She wasn’t particularly close with her dad’s father since he was kind of a dick, but she did hope Granny would like Regina, for all the Lucas’ were not technically related by blood—Granny had been good friends with her mother’s mom and MM and Red had been close friends. When her grandma Eva had died, before Emma was even born,, Granny had helped raise Mary Margaret so they had more than earned the right to be family.

“Hi Grandpa George, Granny. I wanted to introduce you to my girlfriend, Regina Mills.”

Regina exchanged greetings with both of them. Grandpa George quickly lost interest when Emma’s uncle and his family showed up. He’d always played favorites with his twin sons that he never seemed interested in hiding. Granny however, was definitely interested in the first person Emma had deemed important enough to bring to the lodge.

“So, how did you two meet?” Granny asked, eyes sharp, but friendly.

“It’s sort of a funny story,” Emma confessed with a laugh. Her and Regina had talked through this in the car ride up. They decided to stick relatively close to the truth for ease of remembering. “The guy in the apartment next to me had been making a lot of noise and Regina had put in some complaints, but about my apartment by accident.”

Regina’s tone was genuinely self-deprecating as she continued the story, “I found that out when Emma came up to yell at me since they weren’t actually about her.” She gave her friend a wry smile, “Luckily, we figured out what happened and managed to fix everything with the building management.”

Emma cut in, “And I was thrilled that the hot girl in 402 didn’t actually hate me and my obnoxious neighbor was gone in, like, a week.”

“I asked her to join me for dinner to make it up to her since I still felt bad,” Regina explained, keeping the pleased flush at Emma’s casual compliment from breaking out.

“And little did Regina know she’d hit on my weakness to good food and we’ve been friends ever since.” Emma was getting into their story, it was pretty cute, even if they weren’t actually dating. They’d told shorter versions to some others back at the Blanchard’s condo, but not a real story. She’d heard her mom, sister, and friends tell stories like this for years, it was fun to be on the other side of it. “A few months later, when Regina started a short relationship with someone else, I realized that I liked her. So when she and Marian broke up, I decided to take a chance and ask her out a couple weeks later.”

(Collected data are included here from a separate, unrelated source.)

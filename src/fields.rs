//! The fixed catalogue of loggable fields and their option lists.

use std::fmt;
use std::str::FromStr;

use serde::{Deserialize, Serialize};

use crate::error::StoreError;

pub const BLEEDING_OPTIONS: &[&str] = &["Spotting", "Light", "Medium", "Heavy"];
pub const BLEEDING_COLOR_OPTIONS: &[&str] = &["Pink", "Bright Red", "Dark Red", "Brown", "Black"];
pub const MOOD_OPTIONS: &[&str] = &[
    "Happy",
    "Sad",
    "Calm",
    "Anxious",
    "Irritable",
    "Energetic",
    "Tired",
    "Mood Swings",
];
pub const CRAVINGS_OPTIONS: &[&str] = &["Sweet", "Salty", "Spicy", "Carbs", "Chocolate", "Dairy"];
pub const WORK_LOAD_OPTIONS: &[&str] = &["Relaxed", "Busy", "Stressful", "Deadlines", "Overtime"];
pub const SYMPTOMS_OPTIONS: &[&str] = &[
    "Cramps",
    "Headache",
    "Bloating",
    "Back Pain",
    "Tender Breasts",
    "Acne",
    "Nausea",
    "Fatigue",
];
pub const EXERCISE_OPTIONS: &[&str] = &[
    "Walking",
    "Running",
    "Yoga",
    "Cycling",
    "Swimming",
    "Strength Training",
];
pub const YES_NO_OPTIONS: &[&str] = &["Yes", "No"];
pub const SLEEP_QUALITY_OPTIONS: &[&str] = &["Good", "Poor"];

/// How a field is entered on the daily form, and therefore how it is encoded
/// for charts.
#[derive(Debug, Clone, Copy, PartialEq, Eq)]
pub enum FieldKind {
    /// Free numeric text such as `"7.5"`.
    Numeric,
    /// Any subset of the options.
    MultiSelect(&'static [&'static str]),
    /// At most one of the options.
    SingleSelect(&'static [&'static str]),
}

#[derive(Debug, Clone, Copy, PartialEq, Eq, PartialOrd, Ord, Hash, Serialize, Deserialize)]
#[serde(rename_all = "camelCase")]
pub enum LogField {
    Bleeding,
    BleedingColor,
    PadCounts,
    Mood,
    Cravings,
    WorkLoad,
    Symptoms,
    Exercise,
    BirthControl,
    Smoke,
    Alcohol,
    SleepQuality,
    SleepHrs,
    Weight,
    Steps,
}

impl LogField {
    /// Every raw field, in form order.
    pub const ALL: [LogField; 15] = [
        LogField::Bleeding,
        LogField::BleedingColor,
        LogField::PadCounts,
        LogField::Mood,
        LogField::Cravings,
        LogField::WorkLoad,
        LogField::Symptoms,
        LogField::Exercise,
        LogField::BirthControl,
        LogField::Smoke,
        LogField::Alcohol,
        LogField::SleepQuality,
        LogField::SleepHrs,
        LogField::Weight,
        LogField::Steps,
    ];

    /// The JSON key used in the persisted layout.
    pub fn key(self) -> &'static str {
        match self {
            LogField::Bleeding => "bleeding",
            LogField::BleedingColor => "bleedingColor",
            LogField::PadCounts => "padCounts",
            LogField::Mood => "mood",
            LogField::Cravings => "cravings",
            LogField::WorkLoad => "workLoad",
            LogField::Symptoms => "symptoms",
            LogField::Exercise => "exercise",
            LogField::BirthControl => "birthControl",
            LogField::Smoke => "smoke",
            LogField::Alcohol => "alcohol",
            LogField::SleepQuality => "sleepQuality",
            LogField::SleepHrs => "sleepHrs",
            LogField::Weight => "weight",
            LogField::Steps => "steps",
        }
    }

    pub fn kind(self) -> FieldKind {
        match self {
            LogField::Bleeding => FieldKind::SingleSelect(BLEEDING_OPTIONS),
            LogField::BleedingColor => FieldKind::SingleSelect(BLEEDING_COLOR_OPTIONS),
            LogField::Mood => FieldKind::MultiSelect(MOOD_OPTIONS),
            LogField::Cravings => FieldKind::MultiSelect(CRAVINGS_OPTIONS),
            LogField::WorkLoad => FieldKind::MultiSelect(WORK_LOAD_OPTIONS),
            LogField::Symptoms => FieldKind::MultiSelect(SYMPTOMS_OPTIONS),
            LogField::Exercise => FieldKind::MultiSelect(EXERCISE_OPTIONS),
            LogField::BirthControl | LogField::Smoke | LogField::Alcohol => {
                FieldKind::SingleSelect(YES_NO_OPTIONS)
            }
            LogField::SleepQuality => FieldKind::SingleSelect(SLEEP_QUALITY_OPTIONS),
            LogField::PadCounts | LogField::SleepHrs | LogField::Weight | LogField::Steps => {
                FieldKind::Numeric
            }
        }
    }

    /// Option list for select fields, empty for numeric ones.
    pub fn options(self) -> &'static [&'static str] {
        match self.kind() {
            FieldKind::SingleSelect(options) | FieldKind::MultiSelect(options) => options,
            FieldKind::Numeric => &[],
        }
    }

    pub fn is_categorical(self) -> bool {
        matches!(self.kind(), FieldKind::SingleSelect(_))
    }

    pub fn accepts(self, value: &str) -> bool {
        self.options().contains(&value)
    }
}

impl fmt::Display for LogField {
    fn fmt(&self, f: &mut fmt::Formatter<'_>) -> fmt::Result {
        f.write_str(self.key())
    }
}

/// Accepts the JSON key as well as snake/kebab spellings (`sleep_hrs`,
/// `sleep-hrs`), ignoring case.
impl FromStr for LogField {
    type Err = StoreError;

    fn from_str(s: &str) -> Result<Self, Self::Err> {
        let wanted: String = s
            .chars()
            .filter(|c| *c != '_' && *c != '-')
            .map(|c| c.to_ascii_lowercase())
            .collect();
        LogField::ALL
            .into_iter()
            .find(|field| field.key().to_ascii_lowercase() == wanted)
            .ok_or_else(|| StoreError::UnknownField(s.to_string()))
    }
}

#[cfg(test)]
mod tests {
    use super::*;

    #[test]
    fn parses_any_spelling_of_a_field() {
        assert_eq!("sleepHrs".parse::<LogField>().unwrap(), LogField::SleepHrs);
        assert_eq!("sleep_hrs".parse::<LogField>().unwrap(), LogField::SleepHrs);
        assert_eq!("BIRTH-CONTROL".parse::<LogField>().unwrap(), LogField::BirthControl);
        assert!("hasBleeding".parse::<LogField>().is_err());
        assert!("date".parse::<LogField>().is_err());
    }

    #[test]
    fn serde_names_match_keys() {
        for field in LogField::ALL {
            let json = serde_json::to_value(field).unwrap();
            assert_eq!(json, serde_json::Value::String(field.key().to_string()));
        }
    }

    #[test]
    fn numeric_fields_have_no_options() {
        assert!(LogField::Weight.options().is_empty());
        assert!(!LogField::Weight.is_categorical());
        assert!(!LogField::Mood.is_categorical());
        assert!(LogField::Smoke.is_categorical());
        assert!(LogField::Bleeding.accepts("Heavy"));
        assert!(!LogField::Bleeding.accepts("heavy"));
    }
}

“I think Emma was more surprised than I was when I said yes,” Regina said with a little laugh she hoped didn’t sound too fake. It was harder than she thought to tell this story, it was hitting very close to home. Always a glutton for punishment, she slipped an arm around Emma’s waist, unable to help herself when she could. She tried to hide her constant delight at the way Emma leaned into her touch so naturally. “I hadn’t realized Emma was interested in me at all, so that she asked was the surprise for me. We’ve been together ever since.”

Granny’s eyes had bounced back and forth as they told their story and, for just a moment, both of them thought she was about to call bullshit, when instead she smiled. Whatever she’d seen had pleased her, “Wonderful, I’m glad to see you so happy, Emma. How’s everything else going?”

The three of them chatted until the rest of the Lucas’ showed up, which resulted in an easier time for Emma and Regina of listening, rather than talking. Emma genuinely enjoyed hearing how her cousins and other family members were doing and Regina found she liked the Lucas’ far more than the Blanchard. Perhaps it was because during all their talks to prep for this trip, they were often the people Emma had the most good things to say about.

After an hour of everyone talking as they all arrived, it was time to sit down for the meal. Since the three long tables seated eleven, Emma ended up with her immediate family as well as her dad’s sister’s family, the Knights which consisted of her aunt, her uncle, and their kids.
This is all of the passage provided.